Nem todas as baratas têm asas e, mesmo entre as que têm, muitas não voam com frequência. A espécie mais comum nas casas brasileiras, a Periplaneta americana, possui dois pares de asas e é capaz de voar, sim, mas apenas por curtas distâncias.
“Depende da espécie. A conhecidíssima barata americana, frequentadora assídua dos ambientes domésticos, apresenta dois pares de asas e pode sim voar, embora não seja uma exímia voadora”, explica o biólogo.
Já a barata-de-Madagáscar (Gromphadorhina portentosa), comum como alimento vivo ou animal de estimação, não possui asas e, portanto, não voa. Ou seja, o voo não é regra e, para muitas, também não é preferência.
“Onde há uma, há várias”
Este mito tem algum fundamento, mas não da forma como se imagina. Ao contrário dos térmitas (cupins), que pertencem à mesma ordem (Blattodea) e vivem em colónias organizadas, a barata americana é considerada não-social.
Ainda assim, estes insectos libertam feromonas de agregação, substâncias químicas que atraem outras baratas para o mesmo local.
“Mesmo sem organização social, há grande probabilidade de encontrarmos várias baratas num único espaço, desde que haja abrigo, alimento e humidade”, explica Matheus. “Estes compostos, juntamente com os feromonas sexuais, permitem que outras sejam atraídas e o ciclo reprodutivo acelere.”
“Barata finge-se de morta”
Mito. Apesar da aparência sinistra, baratas não simulam a própria morte. Quando caem de costas e não conseguem virar-se, ficam imóveis por exaustão.
“O comportamento de se fingir de morta, conhecido como tanatose, é comum noutros animais, mas as baratas não o apresentam”, afirma o biólogo.
“Sobreviveriam a uma explosão nuclear”
Este é, talvez, o mito mais famoso. A origem remonta ao suposto avistamento de baratas entre os escombros de Hiroshima e Nagasaki. Mas a verdade é outra.
“Apesar de viverem em locais abrigados, como esgotos, e de suportarem mais radiação do que os humanos, não são invencíveis. No programa Mythbusters, baratas expostas a doses crescentes de radiação começaram a sucumbir”, conta Matheus.
Segundo o especialista, a fertilidade destes insectos é afectada com apenas mil repetições de radiação beta, muito aquém do necessário para resistir a uma explosão nuclear.
“Esmagar uma barata espalha ovos”
Depende. Algumas baratas são ovíparas e produzem uma ooteca, uma bolsa rígida onde se desenvolvem os ovos. Outras são ovovivíparas, com os ovos a crescerem dentro do corpo da fêmea.
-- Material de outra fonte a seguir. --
pub mod deinflector;
pub mod dictionary;
pub mod error;
pub mod normalizer;
pub mod renderers;
pub mod response;

pub use deinflector::WordFormDeinflector;
pub use dictionary::OxfordDictionary;
pub use error::LookupError;
pub use normalizer::normalize;
pub use renderers::{RenderContext, RenderError, Renderer};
“Ao esmagar uma barata, é possível que o conteúdo do abdómen seja expelido, incluindo ovos. Mas isso não significa que irão vingar”, explica Matheus.
Se for ovovivípara, os ovos provavelmente não sobrevivem. No entanto, se a ooteca estiver intacta e em ambiente propício, os filhotes podem, sim, eclodir.
“Baratas só aparecem por falta de limpeza”
A higiene é essencial, mas não é o único factor. Temperaturas elevadas e humidade favorecem a actividade das baratas. Mesmo em casas limpas, estruturas com frestas, entulho ou esgotos expostos podem atrair os insectos.
“A ausência de limpeza é um factor agravante, mas não único. Eliminar restos de comida, lixo e entulho reduz drasticamente as probabilidades de infestação”, salienta o biólogo.
“Baratas são nojentas, mas inofensivas”
Nem tanto. A repulsa causada por estes insectos é, também, uma resposta sanitária.
“Estão associadas a ambientes altamente contaminados, como esgotos e aterros. Podem transportar bactérias e agentes patogénicos”, alerta o especialista.
“Não servem para nada”
Um dos mitos mais injustos. Para além de servirem de alimento a muitos outros animais, as baratas desempenham um papel crucial na decomposição da matéria orgânica.
“Ajudam a reciclar nutrientes e são importantes no ciclo do nitrogénio, essencial à fertilidade do solo”, diz Matheus.
“Muita gente tem uma visão utilitarista da vida animal, se não serve para mim, não tem valor. Mas os animais não precisam da nossa aprovação para existirem. Simplesmente fazem parte dos seus nichos, e cumprem o seu papel na natureza”, sublinhou.